Elevage
La France va-t-elle vraiment sacrifier nos vaches et nos prairies pour mieux importer ?
L'ensemble du monde de l'élevage déplore les récentes positions du ministre de l’Économie et de la Cour des Comptes. Un coup de com’ qui cacherait une ambition beaucoup plus pernicieuse : asphyxier l’élevage français pour laisser libre champ à l’import.
L'ensemble du monde de l'élevage déplore les récentes positions du ministre de l’Économie et de la Cour des Comptes. Un coup de com’ qui cacherait une ambition beaucoup plus pernicieuse : asphyxier l’élevage français pour laisser libre champ à l’import.
Depuis une dizaine de jours, les attaques envers l’élevage se multiplient. Ce qui n’a pas manqué de faire réagir à juste titre, les organisations professionnelles du secteur.
Ces recommandations sont ressenties comme une « vraie blessure », affirme le président de la FNSEA, Arnaud Rousseau. « On est particulièrement agacés du procès qui est fait à l’élevage français », explique-t-il. Dans une lettre ouverte adressée le 23 mai (voir HLP sem21) à Elisabeth Borne, la FNB (éleveurs de bovins viande, FNSEA) exhorte la Première ministre à donner son « plan » pour la filière viande bovine, au lendemain de la publication du rapport de la Cour des comptes et de la présentation du plan du gouvernement pour la réduction des émissions de gaz à effet de serre. « Nous voulons savoir ce que vous planifiez, vraiment, pour l’avenir de notre secteur », demandent les producteurs. Les conclusions des magistrats de la rue Cambon sont « simplistes et court-termistes », dénoncent les Jeunes agriculteurs.

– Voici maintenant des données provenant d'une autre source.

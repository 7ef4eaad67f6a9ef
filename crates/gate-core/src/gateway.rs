//! # Payments Gateway Trait
//!
//! Seam between the demo flows and the payments platform. The creator and
//! consumer each hold their own gateway instance (one per API key); the
//! flows in [`crate::flow`] only ever see `&dyn PaymentsGateway`, so tests
//! can drive them with a scripted gateway and no network.

use crate::access::{AccessGrant, OrderReceipt};
use crate::asset::{AccountAddress, CreditBalance, Did};
use crate::error::GateResult;
use crate::plan::{PlanDefinition, ServiceDefinition};
use async_trait::async_trait;
use std::sync::Arc;

/// Core trait for payments platform implementations.
#[async_trait]
pub trait PaymentsGateway: Send + Sync {
    /// Register a credit plan. Creator credentials required.
    ///
    /// # Returns
    /// The DID the platform minted for the plan.
    async fn create_plan(&self, plan: &PlanDefinition) -> GateResult<Did>;

    /// Attach a payable service to a plan. Creator credentials required.
    ///
    /// # Arguments
    /// * `plan_did` - Plan the service bills against
    /// * `service` - Charge parameters
    /// * `endpoint_url` - Upstream endpoint the paywall proxies to
    /// * `openapi_url` - OpenAPI document describing the endpoint
    ///
    /// # Returns
    /// The DID the platform minted for the service.
    async fn register_service(
        &self,
        plan_did: &Did,
        service: &ServiceDefinition,
        endpoint_url: &str,
        openapi_url: &str,
    ) -> GateResult<Did>;

    /// Read an account's credit balance on a plan.
    async fn plan_balance(
        &self,
        plan_did: &Did,
        account: &AccountAddress,
    ) -> GateResult<CreditBalance>;

    /// Order credits on a plan with the caller's own funds.
    async fn order_plan(&self, plan_did: &Did) -> GateResult<OrderReceipt>;

    /// List the services attached to a plan.
    async fn services_for_plan(&self, plan_did: &Did) -> GateResult<Vec<Did>>;

    /// Fetch an access grant (bearer token + proxy URI) for a service.
    async fn access_grant(&self, service_did: &Did) -> GateResult<AccessGrant>;

    /// Get the gateway name (for logging).
    fn gateway_name(&self) -> &'static str;
}

/// Type alias for a shared gateway (dynamic dispatch)
pub type BoxedPaymentsGateway = Arc<dyn PaymentsGateway>;
//! # Nevermined Gateway
//!
//! Implementation of [`PaymentsGateway`] against the Nevermined payments
//! backend. One instance per role: the creator registers plans and services,
//! the consumer orders credits and fetches access grants. The backend mints
//! all identifiers; this client only moves them around.

use crate::config::NvmConfig;
use async_trait::async_trait;
use gate_core::{
    AccessGrant, AccountAddress, CreditBalance, Did, GateError, GateResult, OrderReceipt,
    PaymentsGateway, PlanDefinition, ServiceDefinition,
};
use reqwest::{Client, Method};
use serde::de::DeserializeOwned;
use serde::{Deserialize, Serialize};
use tracing::{debug, error, info, instrument};

/// Nevermined payments gateway
pub struct NeverminedGateway {
    config: NvmConfig,
    client: Client,
}

impl NeverminedGateway {
    /// Create a new gateway for one role
    pub fn new(config: NvmConfig) -> Self {
        let client = Client::builder()
            .timeout(std::time::Duration::from_secs(30))
            .build()
            .expect("Failed to create HTTP client");

        Self { config, client }
    }

    /// Create from an environment variable holding this role's API key
    pub fn from_env(key_var: &str) -> GateResult<Self> {
        let config = NvmConfig::from_env(key_var)?;
        Ok(Self::new(config))
    }

    /// Base URL of the backend this gateway talks to
    pub fn base_url(&self) -> &str {
        &self.config.api_base_url
    }

    /// Send a request and decode the JSON response.
    ///
    /// Non-2xx responses are decoded as the backend's error envelope when
    /// possible, falling back to the raw body.
    async fn execute<T: DeserializeOwned>(
        &self,
        method: Method,
        path: &str,
        body: Option<&serde_json::Value>,
    ) -> GateResult<T> {
        let url = format!("{}{}", self.config.api_base_url, path);

        let mut request = self
            .client
            .request(method, &url)
            .header("Authorization", self.config.auth_header());
        if let Some(body) = body {
            request = request.json(body);
        }

        let response = request
            .send()
            .await
            .map_err(|e| GateError::Network(e.to_string()))?;

        let status = response.status();
        let text = response
            .text()
            .await
            .map_err(|e| GateError::Network(e.to_string()))?;

        if !status.is_success() {
            error!("Nevermined API error: status={}, body={}", status, text);

            if let Ok(envelope) = serde_json::from_str::<NvmErrorResponse>(&text) {
                return Err(GateError::Gateway {
                    gateway: "nevermined".to_string(),
                    message: envelope.message(),
                });
            }

            return Err(GateError::Gateway {
                gateway: "nevermined".to_string(),
                message: format!("HTTP {}: {}", status, text),
            });
        }

        serde_json::from_str(&text).map_err(|e| {
            GateError::Serialization(format!("Failed to parse Nevermined response: {}", e))
        })
    }
}

#[async_trait]
impl PaymentsGateway for NeverminedGateway {
    #[instrument(skip(self, plan), fields(plan_name = %plan.name))]
    async fn create_plan(&self, plan: &PlanDefinition) -> GateResult<Did> {
        let body = serde_json::to_value(NvmPlanRequest::from(plan))
            .map_err(|e| GateError::Serialization(e.to_string()))?;

        debug!("Creating plan: price={}, credits={}", plan.price, plan.credits);

        let response: NvmDidResponse = self
            .execute(Method::POST, "/api/v1/payments/subscription", Some(&body))
            .await?;

        info!("Created plan: did={}", response.did);
        Did::new(response.did)
    }

    #[instrument(skip(self, service), fields(plan = %plan_did, service_name = %service.name))]
    async fn register_service(
        &self,
        plan_did: &Did,
        service: &ServiceDefinition,
        endpoint_url: &str,
        openapi_url: &str,
    ) -> GateResult<Did> {
        let request = NvmServiceRequest {
            subscription_did: plan_did.as_str().to_string(),
            name: service.name.clone(),
            description: service.description.clone(),
            service_charge_type: service.charge_type.as_str().to_string(),
            auth_type: service.upstream_auth.as_str().to_string(),
            endpoints: vec![NvmEndpoint {
                get: endpoint_url.to_string(),
            }],
            open_api_url: openapi_url.to_string(),
            min_credits_to_charge: service.min_credits_per_call,
            max_credits_to_charge: service.max_credits_per_call,
            amount_of_credits: service.credits_per_call,
        };
        let body = serde_json::to_value(request)
            .map_err(|e| GateError::Serialization(e.to_string()))?;

        let response: NvmDidResponse = self
            .execute(Method::POST, "/api/v1/payments/service", Some(&body))
            .await?;

        info!("Registered service: did={}", response.did);
        Did::new(response.did)
    }

    #[instrument(skip(self), fields(plan = %plan_did))]
    async fn plan_balance(
        &self,
        plan_did: &Did,
        account: &AccountAddress,
    ) -> GateResult<CreditBalance> {
        let body = serde_json::json!({
            "subscriptionDid": plan_did.as_str(),
            "accountAddress": account.as_str(),
        });

        let response: NvmBalanceResponse = self
            .execute(Method::POST, "/api/v1/payments/subscription/balance", Some(&body))
            .await?;

        let credits = parse_credit_amount(&response.balance)?;
        debug!("Balance for {}: {} credits", account, credits);
        Ok(CreditBalance(credits))
    }

    #[instrument(skip(self), fields(plan = %plan_did))]
    async fn order_plan(&self, plan_did: &Did) -> GateResult<OrderReceipt> {
        let body = serde_json::json!({
            "subscriptionDid": plan_did.as_str(),
        });

        let response: NvmOrderResponse = self
            .execute(Method::POST, "/api/v1/payments/subscription/order", Some(&body))
            .await?;

        info!(
            "Ordered plan {}: agreement={:?}",
            plan_did, response.agreement_id
        );

        let mut receipt = OrderReceipt::new(plan_did.clone(), response.success);
        if let Some(agreement_id) = response.agreement_id {
            receipt = receipt.with_agreement_id(agreement_id);
        }
        Ok(receipt)
    }

    #[instrument(skip(self), fields(plan = %plan_did))]
    async fn services_for_plan(&self, plan_did: &Did) -> GateResult<Vec<Did>> {
        let path = format!(
            "/api/v1/payments/subscription/services/{}",
            plan_did.as_str()
        );

        let dids: Vec<String> = self.execute(Method::GET, &path, None).await?;

        debug!("Plan {} has {} services", plan_did, dids.len());
        dids.into_iter().map(Did::new).collect()
    }

    #[instrument(skip(self), fields(service = %service_did))]
    async fn access_grant(&self, service_did: &Did) -> GateResult<AccessGrant> {
        let path = format!("/api/v1/payments/service/token/{}", service_did.as_str());

        let response: NvmTokenResponse = self.execute(Method::GET, &path, None).await?;

        if response.token.access_token.is_empty() {
            return Err(GateError::AccessDenied {
                service: service_did.to_string(),
                message: "Backend returned an empty access token".to_string(),
            });
        }

        info!(
            "Access grant issued for {}: proxy={}",
            service_did, response.token.nevermined_proxy_uri
        );

        Ok(AccessGrant::new(
            service_did.clone(),
            response.token.access_token,
            response.token.nevermined_proxy_uri,
        ))
    }

    fn gateway_name(&self) -> &'static str {
        "nevermined"
    }
}

/// The backend reports balances as either a JSON number or a decimal string
fn parse_credit_amount(value: &serde_json::Value) -> GateResult<u64> {
    match value {
        serde_json::Value::Number(n) => n.as_u64().ok_or_else(|| {
            GateError::Serialization(format!("Balance is not a u64: {}", n))
        }),
        serde_json::Value::String(s) => s.parse().map_err(|_| {
            GateError::Serialization(format!("Balance is not numeric: {}", s))
        }),
        other => Err(GateError::Serialization(format!(
            "Unexpected balance value: {}",
            other
        ))),
    }
}

// =============================================================================
// Nevermined API Types
// =============================================================================

#[derive(Debug, Serialize)]
#[serde(rename_all = "camelCase")]
struct NvmPlanRequest {
    name: String,
    description: String,
    price: u64,
    token_address: String,
    amount_of_credits: u64,
    duration: u64,
    tags: Vec<String>,
}

impl From<&PlanDefinition> for NvmPlanRequest {
    fn from(plan: &PlanDefinition) -> Self {
        Self {
            name: plan.name.clone(),
            description: plan.description.clone(),
            price: plan.price,
            token_address: plan.token_address.clone(),
            amount_of_credits: plan.credits,
            duration: plan.duration,
            tags: plan.tags.clone(),
        }
    }
}

#[derive(Debug, Serialize)]
#[serde(rename_all = "camelCase")]
struct NvmServiceRequest {
    subscription_did: String,
    name: String,
    description: String,
    service_charge_type: String,
    auth_type: String,
    endpoints: Vec<NvmEndpoint>,
    open_api_url: String,
    min_credits_to_charge: u64,
    max_credits_to_charge: u64,
    amount_of_credits: u64,
}

#[derive(Debug, Serialize)]
struct NvmEndpoint {
    get: String,
}

#[derive(Debug, Deserialize)]
struct NvmDidResponse {
    did: String,
}

#[derive(Debug, Deserialize)]
struct NvmBalanceResponse {
    balance: serde_json::Value,
}

#[derive(Debug, Deserialize)]
#[serde(rename_all = "camelCase")]
struct NvmOrderResponse {
    #[serde(default = "default_success")]
    success: bool,
    #[serde(default)]
    agreement_id: Option<String>,
}

fn default_success() -> bool {
    true
}

#[derive(Debug, Deserialize)]
struct NvmTokenResponse {
    token: NvmToken,
}

#[derive(Debug, Deserialize)]
#[serde(rename_all = "camelCase")]
struct NvmToken {
    access_token: String,
    nevermined_proxy_uri: String,
}

#[derive(Debug, Deserialize)]
struct NvmErrorResponse {
    #[serde(default)]
    message: Option<String>,
    #[serde(default)]
    error: Option<String>,
}

impl NvmErrorResponse {
    fn message(self) -> String {
        self.message
            .or(self.error)
            .unwrap_or_else(|| "unknown error".to_string())
    }
}
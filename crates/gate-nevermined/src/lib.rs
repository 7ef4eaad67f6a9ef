//! # gate-nevermined
//!
//! Nevermined payments gateway for credit-gate-rs.
//!
//! This crate implements the [`gate_core::PaymentsGateway`] trait against the
//! Nevermined backend REST API. Each instance is bound to one role's API key:
//!
//! - **Creator** — registers plans and attaches payable services to them
//! - **Consumer** — orders credits, reads balances, fetches access grants
//!
//! ## Quick Start
//!
//! ```rust,ignore
//! use gate_nevermined::NeverminedGateway;
//! use gate_core::{PaymentsGateway, PlanConfig};
//!
//! // One gateway per role
//! let creator = NeverminedGateway::from_env("CREATOR_API_KEY")?;
//! let consumer = NeverminedGateway::from_env("CONSUMER_API_KEY")?;
//!
//! let plan_did = creator.create_plan(&PlanConfig::demo_defaults().plan).await?;
//! let receipt = consumer.order_plan(&plan_did).await?;
//! ```
//!
//! The deployment is selected with `NVM_ENVIRONMENT` (`appTesting`,
//! `appStaging`, `appArbitrum`); the default is `appTesting`, whose plans are
//! priced in testnet USDC.

pub mod client;
pub mod config;

// Re-exports
pub use client::NeverminedGateway;
pub use config::{NvmConfig, NvmEnvironment, ENVIRONMENT_VAR};
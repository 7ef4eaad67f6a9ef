//! # Access Grants and Order Receipts
//!
//! Transient handles returned by the payments platform: the receipt for a
//! credit purchase and the grant that lets a consumer call the paywalled
//! endpoint through the platform's proxy.

use crate::asset::Did;
use chrono::{DateTime, Utc};
use serde::{Deserialize, Serialize};
use uuid::Uuid;

/// Receipt for ordering credits on a plan
#[derive(Debug, Clone, Serialize, Deserialize)]
pub struct OrderReceipt {
    /// Local reference for this order (generated)
    pub reference: String,

    /// Plan the credits were ordered on
    pub plan_did: Did,

    /// Whether the platform accepted the order
    pub accepted: bool,

    /// Agreement identifier, when the platform returns one
    #[serde(skip_serializing_if = "Option::is_none")]
    pub agreement_id: Option<String>,

    /// Created timestamp
    pub created_at: DateTime<Utc>,
}

impl OrderReceipt {
    /// Create a receipt with a generated local reference
    pub fn new(plan_did: Did, accepted: bool) -> Self {
        Self {
            reference: Uuid::new_v4().to_string(),
            plan_did,
            accepted,
            agreement_id: None,
            created_at: Utc::now(),
        }
    }

    /// Builder: attach the platform's agreement id
    pub fn with_agreement_id(mut self, id: impl Into<String>) -> Self {
        self.agreement_id = Some(id.into());
        self
    }
}

/// Grant to call a paywalled service: bearer token plus the proxy to call
#[derive(Debug, Clone, Serialize, Deserialize)]
pub struct AccessGrant {
    /// Service the grant is for
    pub service_did: Did,

    /// JWT bearer token presented on each call
    pub access_token: String,

    /// Paywall proxy URI the call must go through
    pub proxy_uri: String,

    /// Issued timestamp
    pub issued_at: DateTime<Utc>,
}

impl AccessGrant {
    pub fn new(
        service_did: Did,
        access_token: impl Into<String>,
        proxy_uri: impl Into<String>,
    ) -> Self {
        Self {
            service_did,
            access_token: access_token.into(),
            proxy_uri: proxy_uri.into(),
            issued_at: Utc::now(),
        }
    }

    /// `Authorization` header value for calls through the proxy
    pub fn bearer_header(&self) -> String {
        format!("Bearer {}", self.access_token)
    }
}

#[cfg(test)]
mod tests {
    use super::*;

    fn did() -> Did {
        Did::new("did:nv:aaaa1111").unwrap()
    }

    #[test]
    fn test_order_receipt_reference_is_unique() {
        let a = OrderReceipt::new(did(), true);
        let b = OrderReceipt::new(did(), true);
        assert_ne!(a.reference, b.reference);
        assert!(a.accepted);
        assert!(a.agreement_id.is_none());
    }

    #[test]
    fn test_bearer_header() {
        let grant = AccessGrant::new(did(), "eyJhbGciOi.test.token", "https://proxy.example/svc");
        assert_eq!(grant.bearer_header(), "Bearer eyJhbGciOi.test.token");
        assert_eq!(grant.proxy_uri, "https://proxy.example/svc");
    }
}
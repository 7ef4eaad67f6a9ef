//! # Routes
//!
//! Axum router for the greeting endpoint.

use crate::handlers;
use axum::{routing::get, Router};
use tower_http::{
    cors::{Any, CorsLayer},
    trace::TraceLayer,
};

/// Create the endpoint router
///
/// Routes:
/// - GET `/` - Greeting (the paywalled function)
/// - GET `/health` - Health check (used as the readiness probe)
/// - GET `/openapi.json` - OpenAPI document (registered with the paywall)
pub fn create_router() -> Router {
    // The paywall proxy calls from another origin
    let cors = CorsLayer::new()
        .allow_origin(Any)
        .allow_methods(Any)
        .allow_headers(Any);

    Router::new()
        .route("/", get(handlers::greet))
        .route("/health", get(handlers::health))
        .route("/openapi.json", get(handlers::openapi))
        .layer(cors)
        .layer(TraceLayer::new_for_http())
}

Dans un communiqué de presse, les éleveurs du grand Massif central s’interrogent ainsi : « La France veut-elle d’un Grand Massif central sans éleveurs, sans vaches, sans prairies ? ». Et de pointer du doigt, les récentes déclarations de certains membres du Gouvernement (ndlr : celle de Bruno Le Maire) et le rapport de la Cour des Comptes faisant, depuis quelques jours, les gros titres des médias nationaux.
Un rapport qui, bien que soulevant certaines questions pertinentes sur l’élevage bovin et son lien fort avec les territoires sur lesquels il est implanté, se résume finalement à deux recommandations, sans appel : réduire drastiquement le cheptel français et accompagner les éleveurs dans une reconversion professionnelle. Ceci, en ignorant une réalité pourtant bien concrète : la baisse de production de viandes bovines en cours depuis de longues années, et qui s’est accélérée dernièrement se traduit, déjà, par une forte augmentation des importations.
En 2022, plus de 25% de la viande bovine consommée en France était importée : une donnée que les sages de la Cour des Comptes semblent avoir éloigné, volontairement ou non, de leur raisonnement.
Produire moins pour importer : où est la logique ?
Selon les éleveurs du berceau allaitant, « la Cour des Comptes fait ici un mauvais calcul, puisque depuis Bruxelles, alors même que nous débattions en France du pourcentage de vaches et de prairies à rayer de nos paysages, l’Europe offrait à l’Australie, dans le cadre d’un accord de libre-échange en cours de négociations, un nouvel accès privilégié au marché communautaire pour 24 000 tonnes de viandes bovines. »
Des viandes produites principalement au sein de « feedlots » : des parcs d’engraissement industriels contenant plusieurs milliers de bovins, dopés aux antibiotiques utilisés comme promoteurs de croissance.
La durabilité plutôt que la stigmatisation
Mais où est la logique ? « Toujours moins produire, sur nos territoires, pour dérouler la politique de libre-échange et proposer aux consommateurs des viandes produites toujours plus loin, respectant toujours moins les normes de production sanitaires et environnementales imposées aux éleveurs européens ».
Face à cette hypocrisie, les éleveurs du Grand Massif central proposent une autre approche : « définir, collectivement, quels sont les systèmes d’élevage durables que la France entend conserver sur ses territoires et recentrer la consommation de viandes sur celles issues de ces élevages. Ceci, afin de permettre à la France de tenir ses engagements environnementaux sans sacrifier inutilement des emplois, des entreprises, des familles et des territoires tout entiers. Parce que notre secteur est déjà en danger de mort, il est urgent que les responsables politiques assument, enfin, des décisions fortes et cohérentes. Dans quelques années, il sera trop tard. Et les dégâts, dans le Grand Massif central, seront malheureusement nombreux ».